Dante Robino, Mendoza, Luján de Cuyo $60.000

El asesor de la casa, Jorge Riccitelli, conoce muy bien esta tradicional variedad y selecciona uvas de un antiguo parral (60 años) para elaborar este gran exponente. De aromas equilibrados y buena frescura. Paladar franco y fresco, como siempre más especiado que frutado, con taninos de grano fino que amplifican su expresión en boca y equilibran las notas de crianza en el final de boca. Sin dudas, sigue siendo uno de los exponentes más destacados del varietal.

Gran Enemigo Torrontés

Aleanna, Mendoza, Valle de Uco, Gualtallary $69.500

Torrontés de Gualtallary, proveniente de un parral de solo dos hectáreas que Alejandro Vigil plantó en 2010. El vino fermenta en ánforas de arcilla con levaduras salvajes y se cría un año y medio en barricas de 500 litros con velo. Sin embargo, cada cosecha tiene su toque especial. Aquí, los aromas son muy delicados para ser Torrontés, y su paladar está en sintonía. Este es un Torrontés más serio, con dejos florales, algo de miel y tilo.

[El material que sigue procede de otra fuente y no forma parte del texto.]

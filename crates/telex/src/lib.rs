//! Telex Delivery - outbound posting of the daily verse
//!
//! This crate owns the outbound side of the agent:
//! - **Messages** (`message`) - turns a finished `VerseRecord` into channel text and webhook payloads
//! - **Delivery** (`delivery`) - the `DeliveryChannel` seam with webhook and log-only channels
//!
//! # Architecture
//!
//! ```text
//! Scheduler / CLI → format_daily_message → DeliveryChannel ─┬─ WebhookChannel → Telex webhook
//!                                                            └─ LogOnlyChannel → tracing
//! ```
//!
//! A missing hook id never fails startup; `channel_from_config` falls back to
//! the log-only channel.

pub mod delivery;
pub mod message;

pub use delivery::{
    channel_from_config, DeliveryChannel, DeliveryError, LogOnlyChannel, WebhookChannel,
};
pub use message::{format_daily_message, ChannelMessage, WebhookPayload};
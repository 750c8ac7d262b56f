//! Agent Runtime - intent resolution and verse fulfillment
//!
//! This crate is the "brain" of the verse agent. For every user message it:
//! - Classifies the text as verse-seeking or conversational (`resolver`)
//! - Turns a topic into a verse, walking the fallback chain when lookups fail (`fulfillment`)
//! - Attaches a one-sentence reflection that never blocks delivery (`reflection`)
//! - Answers small talk with an invitation to ask for a verse (`conversation`)
//!
//! # Architecture
//!
//! ```text
//! query → IntentResolver ─┬─ VerseRequest → VerseFulfillment → ReflectionWriter → Verse
//!                         └─ Conversation → ConversationResponder → Chat
//! ```
//!
//! Both external capabilities sit behind traits so they can be scripted in
//! tests: `LlmClient` (prompt in, text out) and `ContentSource` (scripture
//! search, random verse, book/chapter/verse walk).

pub mod content;
pub mod conversation;
pub mod fulfillment;
pub mod llm;
pub mod prompts;
pub mod reflection;
pub mod resolver;
pub mod runtime;

pub use content::{ApiBibleSource, ContentError, ContentSource, Passage};
pub use llm::{GeminiClient, LlmClient};
pub use runtime::AgentRuntime;
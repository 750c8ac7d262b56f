use std::sync::OnceLock;

use regex::Regex;

fn tag_pattern() -> &'static Regex {
    static TAG_RE: OnceLock<Regex> = OnceLock::new();
    TAG_RE.get_or_init(|| Regex::new(r"<[^>]+>").expect("tag pattern is a valid regex"))
}

/// Removes HTML-like tags and trims the result. Applying it twice yields the
/// same text as applying it once.
pub fn strip_markup(raw: &str) -> String {
    let without_tags = tag_pattern().replace_all(raw, "");
    without_tags.split_whitespace().collect::<Vec<_>>().join(" ")
}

Cara Sur Parcela La Totora Criolla Chica

Cara Sur, San Juan, Valle de Calingasta $105.000

Hay mucho significado en este vino, no solo por su escasez –ya que nace de solo 100 plantas (0,32 ha) de más de 80 años, en Paraje Hilario, a 1500 msnm–, sino también por la búsqueda de sus hacedores, Pancho Bugallo y Sebastián Zuccardi, ambos bien secundados por sus mujeres Nuria y Marcela. Todo esto explica su valor e intenciones. De aromas muy austeros, aunque la fruta es roja y delicada. De paladar limpio y sutil, con texturas finas, de final suave y persistente.